### The data ###

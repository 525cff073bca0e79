//! In-process session manager.
//!
//! Sessions are created and mutated from code rather than discovered from
//! the OS. Every mutation fires the same signals a native backend would,
//! so the media service behaves identically on top of it.

use std::{
    collections::HashMap,
    sync::{
        Arc, Mutex,
        atomic::{AtomicBool, Ordering},
    },
    time::Duration,
};

use async_trait::async_trait;
use chrono::Utc;
use tracing::debug;

use super::{
    HandlerSet, ManagerEvent, ManagerHandler, MediaSession, RawThumbnail, SessionManager,
    SignalHandler, SubscriptionToken, Thumbnail, TrackProperties, lock,
};
use crate::services::media::{
    AppId, MediaError, PlaybackInfo, PlaybackStatus, SessionCommand, SignalKind, TimelineAnchor,
};

/// Session manager whose sessions are driven from code.
pub struct MemoryManager {
    sessions: Mutex<Vec<Arc<MemorySession>>>,
    subscribers: HandlerSet<ManagerHandler>,
    current: Mutex<Option<AppId>>,
    display_names: Mutex<HashMap<AppId, String>>,
    fail_enumeration: AtomicBool,
}

impl MemoryManager {
    /// Create a manager without sessions
    pub fn new() -> Arc<Self> {
        Arc::new(Self {
            sessions: Mutex::new(Vec::new()),
            subscribers: HandlerSet::new(),
            current: Mutex::new(None),
            display_names: Mutex::new(HashMap::new()),
            fail_enumeration: AtomicBool::new(false),
        })
    }

    /// Add a session and announce the topology change
    pub fn add_session(&self, session: Arc<MemorySession>) {
        debug!(app_id = %session.app_id, "Adding memory session");
        lock(&self.sessions).push(session);
        self.emit(ManagerEvent::SessionsChanged);
    }

    /// Remove a session and announce that it closed
    pub fn remove_session(&self, app_id: &AppId) {
        debug!(%app_id, "Removing memory session");
        lock(&self.sessions).retain(|session| &session.app_id != app_id);
        self.emit(ManagerEvent::SessionClosed(app_id.clone()));
    }

    /// Change the OS-designated current session
    pub fn set_current(&self, app_id: Option<AppId>) {
        *lock(&self.current) = app_id;
        self.emit(ManagerEvent::CurrentSessionChanged);
    }

    /// Register a friendly name for an app id
    pub fn set_display_name(&self, app_id: impl Into<AppId>, name: impl Into<String>) {
        lock(&self.display_names).insert(app_id.into(), name.into());
    }

    /// Make the next enumerations fail as a whole
    pub fn fail_enumeration(&self, fail: bool) {
        self.fail_enumeration.store(fail, Ordering::SeqCst);
    }

    /// Deliver a manager event to every subscriber
    pub fn emit(&self, event: ManagerEvent) {
        for handler in self.subscribers.snapshot() {
            handler(event.clone());
        }
    }

    /// Number of live manager subscriptions
    pub fn subscriber_count(&self) -> usize {
        self.subscribers.len()
    }
}

#[async_trait]
impl SessionManager for MemoryManager {
    async fn sessions(&self) -> Result<Vec<Arc<dyn MediaSession>>, MediaError> {
        if self.fail_enumeration.load(Ordering::SeqCst) {
            return Err(MediaError::operation("GetSessions", "enumeration disabled"));
        }

        Ok(lock(&self.sessions)
            .iter()
            .map(|session| Arc::clone(session) as Arc<dyn MediaSession>)
            .collect())
    }

    fn subscribe(&self, handler: ManagerHandler) -> Result<SubscriptionToken, MediaError> {
        Ok(self.subscribers.insert(handler))
    }

    async fn current_session(&self) -> Result<Option<AppId>, MediaError> {
        Ok(lock(&self.current).clone())
    }

    async fn display_name(&self, app_id: &AppId) -> Option<String> {
        lock(&self.display_names).get(app_id).cloned()
    }
}

#[derive(Default)]
struct SessionState {
    playback: Option<PlaybackInfo>,
    timeline: Option<TimelineAnchor>,
    track: TrackProperties,
}

/// A scriptable media session.
pub struct MemorySession {
    app_id: AppId,
    state: Mutex<SessionState>,
    subscribers: HandlerSet<(SignalKind, SignalHandler)>,
    commands: Mutex<Vec<SessionCommand>>,
    fail_track_properties: AtomicBool,
    fail_subscriptions: AtomicBool,
}

impl MemorySession {
    /// Create a stopped session with empty track properties
    pub fn new(app_id: impl Into<AppId>) -> Arc<Self> {
        Arc::new(Self {
            app_id: app_id.into(),
            state: Mutex::new(SessionState {
                playback: Some(PlaybackInfo::default()),
                timeline: Some(TimelineAnchor::default()),
                track: TrackProperties::default(),
            }),
            subscribers: HandlerSet::new(),
            commands: Mutex::new(Vec::new()),
            fail_track_properties: AtomicBool::new(false),
            fail_subscriptions: AtomicBool::new(false),
        })
    }

    /// Replace the playback information, `None` simulates a failing OS call
    pub fn set_playback_info(&self, info: Option<PlaybackInfo>) {
        lock(&self.state).playback = info;
        self.emit(SignalKind::PlaybackInfo);
    }

    /// Change only the playback status
    pub fn set_status(&self, status: PlaybackStatus) {
        lock(&self.state)
            .playback
            .get_or_insert_with(PlaybackInfo::default)
            .status = status;
        self.emit(SignalKind::PlaybackInfo);
    }

    /// Replace the timeline, `None` simulates a failing OS call
    pub fn set_timeline(&self, timeline: Option<TimelineAnchor>) {
        lock(&self.state).timeline = timeline;
        self.emit(SignalKind::TimelineProperties);
    }

    /// Replace the track properties
    pub fn set_track(&self, track: TrackProperties) {
        lock(&self.state).track = track;
        self.emit(SignalKind::MediaProperties);
    }

    /// Make track property requests fail
    pub fn fail_track_properties(&self, fail: bool) {
        self.fail_track_properties.store(fail, Ordering::SeqCst);
    }

    /// Make signal registration fail
    pub fn fail_subscriptions(&self, fail: bool) {
        self.fail_subscriptions.store(fail, Ordering::SeqCst);
    }

    /// Commands received so far, oldest first
    pub fn commands(&self) -> Vec<SessionCommand> {
        lock(&self.commands).clone()
    }

    /// Number of live handlers for one signal kind
    pub fn subscriber_count(&self, kind: SignalKind) -> usize {
        self.subscribers
            .snapshot()
            .iter()
            .filter(|(registered, _)| *registered == kind)
            .count()
    }

    /// Fire one signal kind without changing state
    pub fn emit(&self, kind: SignalKind) {
        for (registered, handler) in self.subscribers.snapshot() {
            if registered == kind {
                handler();
            }
        }
    }

    fn apply(&self, command: SessionCommand) -> SignalKind {
        let mut state = lock(&self.state);

        if let SessionCommand::ChangePosition(position) = command {
            let timeline = state.timeline.get_or_insert_with(TimelineAnchor::default);
            timeline.position = position;
            timeline.last_updated = Utc::now();
            return SignalKind::TimelineProperties;
        }

        let playback = state.playback.get_or_insert_with(PlaybackInfo::default);
        match command {
            SessionCommand::Play => playback.status = PlaybackStatus::Playing,
            SessionCommand::Pause => playback.status = PlaybackStatus::Paused,
            SessionCommand::Stop => playback.status = PlaybackStatus::Stopped,
            SessionCommand::TogglePlayPause => {
                playback.status = if playback.status == PlaybackStatus::Playing {
                    PlaybackStatus::Paused
                } else {
                    PlaybackStatus::Playing
                };
            }
            SessionCommand::SetShuffle(shuffle) => playback.shuffle = Some(shuffle),
            SessionCommand::SetRepeat(repeat) => playback.repeat = Some(repeat),
            SessionCommand::Next | SessionCommand::Previous => {
                return SignalKind::MediaProperties;
            }
            SessionCommand::ChangePosition(_) => {}
        }

        SignalKind::PlaybackInfo
    }
}

#[async_trait]
impl MediaSession for MemorySession {
    fn app_id(&self) -> AppId {
        self.app_id.clone()
    }

    fn playback_info(&self) -> Option<PlaybackInfo> {
        lock(&self.state).playback
    }

    fn timeline(&self) -> Option<TimelineAnchor> {
        lock(&self.state).timeline
    }

    async fn track_properties(&self) -> Result<TrackProperties, MediaError> {
        if self.fail_track_properties.load(Ordering::SeqCst) {
            return Err(MediaError::operation(
                "TryGetMediaPropertiesAsync",
                "track properties disabled",
            ));
        }

        Ok(lock(&self.state).track.clone())
    }

    fn subscribe(
        &self,
        kind: SignalKind,
        handler: SignalHandler,
    ) -> Result<SubscriptionToken, MediaError> {
        if self.fail_subscriptions.load(Ordering::SeqCst) {
            return Err(MediaError::operation("Subscribe", "subscriptions disabled"));
        }

        Ok(self.subscribers.insert((kind, handler)))
    }

    async fn send(&self, command: SessionCommand) -> Result<(), MediaError> {
        lock(&self.commands).push(command);
        let signal = self.apply(command);
        self.emit(signal);
        Ok(())
    }
}

/// Thumbnail backed by bytes in memory.
pub struct MemoryThumbnail {
    bytes: Vec<u8>,
    content_type: String,
    delay: Option<Duration>,
    fail: bool,
}

impl MemoryThumbnail {
    /// Thumbnail that opens immediately
    pub fn new(bytes: Vec<u8>, content_type: impl Into<String>) -> Self {
        Self {
            bytes,
            content_type: content_type.into(),
            delay: None,
            fail: false,
        }
    }

    /// Thumbnail whose open fails
    pub fn failing() -> Self {
        Self {
            bytes: Vec::new(),
            content_type: String::new(),
            delay: None,
            fail: true,
        }
    }

    /// Delay every open by `delay`
    pub fn with_delay(mut self, delay: Duration) -> Self {
        self.delay = Some(delay);
        self
    }
}

#[async_trait]
impl Thumbnail for MemoryThumbnail {
    async fn open(&self) -> Result<RawThumbnail, MediaError> {
        if let Some(delay) = self.delay {
            tokio::time::sleep(delay).await;
        }

        if self.fail {
            return Err(MediaError::operation("OpenReadAsync", "thumbnail unavailable"));
        }

        Ok(RawThumbnail {
            bytes: self.bytes.clone(),
            content_type: self.content_type.clone(),
        })
    }
}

###

**Task to complete**
Count the lines of these entries that hold the string "apply", and give only that number.

**Response area**
2